Jahrelange Verdächtigungen nach dem NSU-Anschlag haben bei den Anwohnern Wunden hinterlassen. Wie damit weiterleben? Darüber gibt es unterschiedliche Ansichten.
20 Jahre Nagelbombenanschlag in KölnWie das Attentat die Keupstraße noch immer beschäftigt
Wenn am Sonntag in Köln-Mülheim das Birlikte-Fest beginnt, feiert der 53-jährige Mohammet Ayazgün seinen eigentlichen, seinen zwanzigsten Geburtstag. „Es ist ein Wunder, dass ich noch hier bin, es ist, als hätte ich ein zweites Leben geschenkt bekommen“, sagt Ayazgün. Als die vom NSU platzierte Bombe am 9. Juni 2004 explodierte, stand Ayazgün, der damals wie heute das „Cafe Paradies“ auf der Straße betreibt, wenige Meter vom Tatort entfernt auf der gegenüberliegenden Straßenseite.

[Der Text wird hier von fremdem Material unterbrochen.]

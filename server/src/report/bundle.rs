use serde::Serialize;
use strum::IntoEnumIterator;

use crate::{
    db_core::queries::ReportQuery,
    error::{AppResult, ReportError},
};

use super::shaper::{shape_row, RawRow, RowShape, ShapedRecord};

/// The six records consumed by the report template, one per query.
///
/// A slot left as `None` means its query returned no rows.
#[derive(Debug, Clone, Default, PartialEq, Serialize)]
pub struct ReportBundle {
    pub yesterday_payments: Option<ShapedRecord>,
    pub last_month_payments: Option<ShapedRecord>,
    pub yesterday_users: Option<ShapedRecord>,
    pub total_users: Option<ShapedRecord>,
    pub yesterday_reports: Option<ShapedRecord>,
    pub total_reports: Option<ShapedRecord>,
}

impl ReportBundle {
    /// Shapes each query's rows and binds them to that query's own slot.
    pub fn assemble<I>(results: I) -> AppResult<Self>
    where
        I: IntoIterator<Item = (ReportQuery, Vec<RawRow>)>,
    {
        let mut bundle = Self::default();

        for (query, rows) in results {
            let shape = query.layout().shape;
            if rows.len() > 1 {
                tracing::warn!(
                    "Query {} returned {} rows, keeping the first",
                    query,
                    rows.len()
                );
            }

            let Some(row) = rows.first() else {
                tracing::warn!("Query {} returned no rows, slot left empty", query);
                continue;
            };

            if RowShape::infer(row) != shape {
                tracing::warn!(
                    "Query {} produced a row that looks like {:?}, shaping as {:?}",
                    query,
                    RowShape::infer(row),
                    shape
                );
            }

            let record =
                shape_row(shape, row).map_err(|source| ReportError::Shape { query, source })?;
            *bundle.slot_mut(query) = Some(record);
        }

        Ok(bundle)
    }

    /// Binds a flat list of records to slots by position, in query order.
    ///
    /// This is how the legacy report filled its template. A query that
    /// returned no rows shifts every later record one slot to the left.
    #[cfg(test)]
    pub fn from_positional(records: Vec<ShapedRecord>) -> Self {
        let mut bundle = Self::default();
        for (query, record) in ReportQuery::iter().zip(records) {
            *bundle.slot_mut(query) = Some(record);
        }
        bundle
    }

    pub fn slot(&self, query: ReportQuery) -> Option<&ShapedRecord> {
        match query {
            ReportQuery::YesterdayPayments => self.yesterday_payments.as_ref(),
            ReportQuery::LastMonthPayments => self.last_month_payments.as_ref(),
            ReportQuery::YesterdayUsers => self.yesterday_users.as_ref(),
            ReportQuery::TotalUsers => self.total_users.as_ref(),
            ReportQuery::YesterdayReports => self.yesterday_reports.as_ref(),
            ReportQuery::TotalReports => self.total_reports.as_ref(),
        }
    }

    fn slot_mut(&mut self, query: ReportQuery) -> &mut Option<ShapedRecord> {
        match query {
            ReportQuery::YesterdayPayments => &mut self.yesterday_payments,
            ReportQuery::LastMonthPayments => &mut self.last_month_payments,
            ReportQuery::YesterdayUsers => &mut self.yesterday_users,
            ReportQuery::TotalUsers => &mut self.total_users,
            ReportQuery::YesterdayReports => &mut self.yesterday_reports,
            ReportQuery::TotalReports => &mut self.total_reports,
        }
    }

    pub fn missing_slots(&self) -> Vec<ReportQuery> {
        ReportQuery::iter()
            .filter(|query| self.slot(*query).is_none())
            .collect()
    }
}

Bei dem Anschlag wurden 22 Menschen verletzt, 800 Zimmermannsnägel schossen durch die Luft. Drei davon schlugen wenige Zentimeter über dem Kopf von Ayazgün ein. „Aber so schlimm der Anschlag auch war, das Traumatische war das, was danach passierte“, sagt Ayazgün, als er 20 Jahre später wieder vor dem Tatort steht und die Ereignisse von damals rekapituliert.
Keupstraße: Gegenseitige Verdächtigungen zwischen Anwohnern hinterlassen Wunden
Erst, als der NSU sich 2011 in einem Bekennervideo selbst enttarnte, wurde der rassistisch motivierte Hintergrund der Tat klar. Ayazgün ist dankbar dafür, überhaupt noch am Leben zu sein. Gleichzeitig quält ihn wie so viele Betroffene die Frage, warum die Behörden jahrelang kein rassistisches Tatmotiv sehen wollten, warum sie sich so früh auf die Theorie festgelegt haben, dass der Täter aus dem Umfeld der Keupstraße kommt.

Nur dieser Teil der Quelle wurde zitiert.